Table 3.
Outcome | ||||
---|---|---|---|---|
Univariable Models | Multivariable Models | |||
Serologic Biomarker | PR (95% CI) | P Value | aPR (95% CI) | P Value |
Neutralizing Antibody Titer AUC value ≥ 160 | ||||
Anti-spike IgG titers, AU | 1.57 (1.42–1.74) | < .001 | 1.61 (1.43–1.81) | < .001 |
Anti-spike IgG avidity, DC50 | 1.80 (1.45–2.22) | < .001 | 1.58 (1.19–2.12) | .002 |
log2 anti-nucleocapsid IgG titer, ODn | 7.02 (3.64–13.56) | < .001 | 10.43 (4.65–23.41) | < .001 |
log2 anti-nucleocapsid IgG avidity, DC50 | 2.80 (.73–10.75) | .133 | 1.57 (.40–6.18) | .516 |
Neutralizing Antibody Titer AUC value ≥ 40 | ||||
Anti-spike IgG titers, AU | 1.24 (1.17–1.31) | < .001 | 1.24 (1.15–1.33) | < .001 |
Anti-spike IgG avidity, DC50 | 1.31 (1.16–1.48) | < .001 | 1.18 (.99–1.41) | .064 |
log2 anti-nucleocapsid IgG titer, ODn | 2.01 (1.56–2.49) | < .001 | 2.25 (1.66–3.04) | < .001 |
log2 anti-nucleocapsid IgG avidity, DC50 | 1.67 (.84–3.32) | .140 | 1.42 (.77–2.64) | .264 |
Prevalence ratios of a neutralizing titer AUC value ≥160 and ≥40 were estimated from Poisson regression models with robust standard errors.
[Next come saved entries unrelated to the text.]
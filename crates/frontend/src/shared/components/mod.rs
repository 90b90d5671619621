pub mod form_field;
pub mod notice;
pub mod page_header;
pub mod pagination_controls;

pub use form_field::{SelectField, TextField};
pub use notice::Notice;
pub use page_header::PageHeader;
pub use pagination_controls::PaginationControls;
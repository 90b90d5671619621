use leptos::prelude::*;

/// Title row of list and form pages; children are the action buttons
#[component]
pub fn PageHeader(
    #[prop(into)] title: Signal<String>,
    /// Shown under the title, e.g. the café an employee list is limited to
    #[prop(optional, into)]
    subtitle: MaybeProp<String>,
    children: Children,
) -> impl IntoView {
    let subtitle_view = move || {
        subtitle
            .get()
            .filter(|s| !s.is_empty())
            .map(|s| view! { <p class="page-header__subtitle">{s}</p> })
    };

    view! {
        <header class="page__header page-header">
            <div class="page-header__text">
                <h1 class="page-header__title">{move || title.get()}</h1>
                {subtitle_view}
            </div>
            <div class="page-header__actions">{children()}</div>
        </header>
    }
}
A different model was used for each serologic biomarker shown. Multivariable models were used to estimate adjusted prevalence ratios which included adjustment for age, sex, hospitalization, and time from symptom onset. Values bolded indicate statistical significance (P < .05).
Abbreviations: aPR, adjusted prevalence ratio; AU, arbitrary unit; AUC, area under curve; CI, confidence interval; DC50, 50% dissociation constant; ODn, normalized optical density; PR, prevalence ratio.